George Salis: Your new novel Play, A Novel features Pan Fleet, a writer-director who “plans a new experimental play for the off-Broadway stage: Killer Killing Killers, a montage of murder scenes, aiming to provoke his audience’s ire with a work apparently amorally predicated on senseless violence.” What are you experiences with plays, as an audience member, perhaps a playwright or even an actor, etc.?
Alan Singer: What I appreciate most in theatrical works is the economy with which a line of dialogue can overturn a circumstance instantly and demand of the audience a revision of their sympathies. I immediately think of Beckett and Pinter. There is no need for elaborate scene setting, no need for laboriously recreating social context. Sociality is as malleable as words spoken abruptly, interrupting the scene, pointing up the fragility of the all too recognizable scenic backdrop, pointing up the all too often overlooked menace of time passing.

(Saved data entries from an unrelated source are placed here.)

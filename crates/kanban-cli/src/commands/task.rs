use crate::cli::GlobalFlags;
use crate::cli::subcommands::TaskCommands;
use crate::context::AppContext;

#[path = "task/add.rs"]
mod add;
#[path = "task/delete.rs"]
mod delete;
#[path = "task/list.rs"]
mod list;
#[path = "task/move_task.rs"]
mod move_task;
#[path = "task/update.rs"]
mod update;

/// Handle `kanban task`.
pub async fn handle(
    action: &TaskCommands,
    ctx: &mut AppContext,
    flags: &GlobalFlags,
) -> anyhow::Result<()> {
    match action {
        TaskCommands::List { status } => list::run(status.as_deref(), ctx, flags).await,
        TaskCommands::Add {
            title,
            description,
            priority,
            due,
            status,
        } => {
            add::run(
                &add::Params {
                    title,
                    description: description.as_deref(),
                    priority: priority.as_deref(),
                    due: due.as_deref(),
                    status: status.as_deref(),
                },
                ctx,
                flags,
            )
            .await
        }
        TaskCommands::Move { id, status } => move_task::run(id, status, ctx, flags).await,
        TaskCommands::Update {
            id,
            title,
            description,
            priority,
            due,
            clear_due,
            status,
            position,
        } => {
            update::run(
                id,
                &update::Params {
                    title: title.as_deref(),
                    description: description.as_deref(),
                    priority: priority.as_deref(),
                    due: due.as_deref(),
                    clear_due: *clear_due,
                    status: status.as_deref(),
                    position: *position,
                },
                ctx,
                flags,
            )
            .await
        }
        TaskCommands::Delete { id } => delete::run(id, ctx, flags).await,
    }
}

Oddly enough I’m probably a bigger fan of movies than plays, with the exception of the many great playwrights who use the language as decisively as Beckett, Pinter, and of course Shakespeare do. Yes, I am leaving out too many other playwrights for whom language is what gives substance to the dramatic world. Movies of course produce an effect similar to what I am ascribing to dramatic dialogue in plays. Cinematic montage is, at its best, a shocking articulation of the knowledge that things change. That’s the essence of narrative plot, linear or otherwise. So I confess that my weakness for orchestrating what many readers may see, (only initially I hope) as confusing juxtapositions in my own narratives, arises from my affinity with movies.

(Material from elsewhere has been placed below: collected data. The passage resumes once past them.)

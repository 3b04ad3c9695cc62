//! Database migration runner.
//!
//! Embeds the SQL migration files at compile time and executes them on
//! database open. All statements use `IF NOT EXISTS` for idempotent re-running.

use crate::KanbanDb;
use crate::error::DatabaseError;

/// Initial schema: the `tasks` table and its ordering indexes.
const MIGRATION_001: &str = include_str!("../migrations/001_tasks.sql");

impl KanbanDb {
    /// Run all embedded migrations in sequence.
    pub(crate) async fn run_migrations(&self) -> Result<(), DatabaseError> {
        self.conn
            .execute_batch(MIGRATION_001)
            .await
            .map_err(|e| DatabaseError::Migration(format!("001_tasks: {e}")))?;
        Ok(())
    }
}
use crate::cli::GlobalFlags;
use crate::cli::root_commands::Commands;
use crate::commands;
use crate::context::AppContext;

/// Dispatch a parsed command to the corresponding handler module.
pub async fn dispatch(
    command: Commands,
    ctx: &mut AppContext,
    flags: &GlobalFlags,
) -> anyhow::Result<()> {
    match command {
        Commands::Board => commands::board::handle(ctx, flags).await,
        Commands::Task { action } => commands::task::handle(&action, ctx, flags).await,
        Commands::Chat(args) => commands::chat::handle(&args, ctx, flags).await,
        Commands::Schema(_) => unreachable!("schema is pre-dispatched in main"),
    }
}
use chrono::{DateTime, NaiveDate, Utc};
use schemars::JsonSchema;
use serde::{Deserialize, Deserializer, Serialize};

use crate::enums::{TaskPriority, TaskStatus};

/// A card on the board.
///
/// `id`, `position`, `created_at` and `updated_at` are assigned by the store.
#[derive(Debug, Clone, Serialize, Deserialize, JsonSchema, PartialEq, Eq)]
pub struct Task {
    pub id: String,
    pub title: String,
    #[serde(default, deserialize_with = "null_as_empty")]
    #[schemars(with = "String")]
    pub description: String,
    #[serde(default)]
    pub priority: TaskPriority,
    #[serde(default)]
    pub due_date: Option<NaiveDate>,
    #[serde(default)]
    pub status: TaskStatus,
    #[serde(default)]
    pub position: i64,
    pub created_at: DateTime<Utc>,
    pub updated_at: DateTime<Utc>,
}

impl Task {
    /// Due date as shown on a card, e.g. `Mar 5, 2026`.
    #[must_use]
    pub fn due_label(&self) -> Option<String> {
        self.due_date.map(|d| d.format("%b %-d, %Y").to_string())
    }
}

fn null_as_empty<'de, D>(deserializer: D) -> Result<String, D::Error>
where
    D: Deserializer<'de>,
{
    Ok(Option::<String>::deserialize(deserializer)?.unwrap_or_default())
}

#[cfg(test)]
mod tests {
    use super::*;
    use pretty_assertions::assert_eq;

    #[test]
    fn reads_store_row_with_null_description() {
        let json = r#"{
            "id": "7d1c",
            "title": "Write spec",
            "description": null,
            "priority": "high",
            "due_date": "2026-03-05",
            "status": "todo",
            "position": 0,
            "created_at": "2026-02-09T14:30:00.123456+00:00",
            "updated_at": "2026-02-09T14:30:00.123456+00:00"
        }"#;
        let task: Task = serde_json::from_str(json).unwrap();
        assert_eq!(task.description, "");
        assert_eq!(task.priority, TaskPriority::High);
        assert_eq!(task.due_date, NaiveDate::from_ymd_opt(2026, 3, 5));
        assert_eq!(task.due_label().as_deref(), Some("Mar 5, 2026"));
    }

    #[test]
    fn due_label_absent_without_date() {
        let task = Task {
            id: "tsk-1".into(),
            title: "t".into(),
            description: String::new(),
            priority: TaskPriority::Low,
            due_date: None,
            status: TaskStatus::Done,
            position: 3,
            created_at: Utc::now(),
            updated_at: Utc::now(),
        };
        assert_eq!(task.due_label(), None);
    }
}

GS: What movies in particular do you have an affinity with?
AS: These days the filmmakers who involve me most urgently in the viewing experience are Terence Malick, especially in The Thin Red Line and The Tree of Life, Paul Thomas Anderson, especially in There Will Be Blood and Phantom Thread, and Jane Campion, especially in The Piano and Portrait of a Lady. Recently Kelly Reichardt’s First Cow and Celine Sciamma’s Portrait of a Lady on Fire and Bong Joon Ho’s Parasite have impressed me. Each of these filmmakers uses every feature of the medium to intensify our sense of things happening without our fully knowing what’s going on, but without exhausting our faith that something is going on. We’ll catch on. We’ll learn from watching. I suppose the filmmaker I admire most in this regard is Peter Greenaway. He fills the frame with an unprecedented density of experience.

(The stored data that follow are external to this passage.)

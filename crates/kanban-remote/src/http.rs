//! Shared HTTP helpers for the remote clients.
//!
//! Centralizes client construction and status-code checks (429 rate limiting
//! with `Retry-After` parsing, 402, non-success → [`RemoteError::Api`]) so the
//! store and chat clients stay focused on request construction and response
//! mapping.

use std::time::Duration;

use crate::error::RemoteError;

const USER_AGENT: &str = concat!("kanban/", env!("CARGO_PKG_VERSION"));

/// Build a client with a total request timeout (store calls).
pub fn client_with_timeout(timeout: Duration) -> Result<reqwest::Client, RemoteError> {
    Ok(reqwest::Client::builder()
        .user_agent(USER_AGENT)
        .timeout(timeout)
        .build()?)
}

/// Build a client that only bounds connection setup (streaming calls).
pub fn client_with_connect_timeout(timeout: Duration) -> Result<reqwest::Client, RemoteError> {
    Ok(reqwest::Client::builder()
        .user_agent(USER_AGENT)
        .connect_timeout(timeout)
        .build()?)
}

/// Check an HTTP response for common error conditions.
///
/// Returns the response unchanged on success. Handles:
/// - **429 Too Many Requests** → [`RemoteError::RateLimited`] with
///   `Retry-After` header parsing (falls back to 60 s if absent or
///   unparseable).
/// - **402 Payment Required** → [`RemoteError::PaymentRequired`].
/// - **Non-success status** → [`RemoteError::Api`] with the status code and
///   the error message found in the body.
pub async fn check_response(resp: reqwest::Response) -> Result<reqwest::Response, RemoteError> {
    if resp.status() == 429 {
        let retry_after = parse_retry_after(&resp);
        return Err(RemoteError::RateLimited {
            retry_after_secs: retry_after,
        });
    }
    if resp.status() == 402 {
        return Err(RemoteError::PaymentRequired);
    }
    if !resp.status().is_success() {
        let status = resp.status().as_u16();
        let body = resp.text().await.unwrap_or_default();
        return Err(RemoteError::Api {
            status,
            message: error_message(&body),
        });
    }
    Ok(resp)
}

/// Pull a human-readable message out of an error body.
///
/// Understands PostgREST (`{"message": ...}`) and gateway
/// (`{"error": "..."}` or `{"error": {"message": ...}}`) shapes. Anything
/// else is returned trimmed.
pub fn error_message(body: &str) -> String {
    let Ok(value) = serde_json::from_str::<serde_json::Value>(body) else {
        return body.trim().to_string();
    };
    let found = match value.get("error") {
        Some(serde_json::Value::String(s)) => Some(s.as_str()),
        Some(obj) => obj.get("message").and_then(|m| m.as_str()),
        None => None,
    }
    .or_else(|| value.get("message").and_then(|m| m.as_str()));

    found.map_or_else(|| body.trim().to_string(), str::to_string)
}

/// Parse the `Retry-After` header as seconds, falling back to 60 s.
fn parse_retry_after(resp: &reqwest::Response) -> u64 {
    resp.headers()
        .get(reqwest::header::RETRY_AFTER)
        .and_then(|v| v.to_str().ok())
        .and_then(|v| v.parse::<u64>().ok())
        .unwrap_or(60)
}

GS: Was Hamlet’s play-within-a-play in your consciousness at all while you wrote Play?
AS: No. Strictly speaking I don’t see the novel as a play within a play. I was more interested in the way playing is already a feature of the world in which the characters act (in the agency sense). My protagonist, Pan Fleet, is writing the play and rehearsing it while the novel tracks his actions and those of his collaborators revealing the theatricalization of everyday life. Of course “life” takes on a new meaning in the context of such knowledge.
GS: Do you agree with David Lynch’s notion of the beauty of using intuition in the face of the abstract or deceptive? Do you actively attempt to deceive or mask or occlude when writing fiction?
AS: I suppose I agree with David Lynch that one always begins with intuition: a voice, a fragment of speech, a sound, a smell, a visual object of attention. I don’t deliberately try to occlude. But I do take it for granted that occlusion is the medium in which we find ourselves to be always negotiating the inescapable blind spots of experience. So despite the fact that I am guided by whatever intuitional or perceptual catalyst launches my narratives (usually an image), I’m immediately most interested in what I am not immediately seeing.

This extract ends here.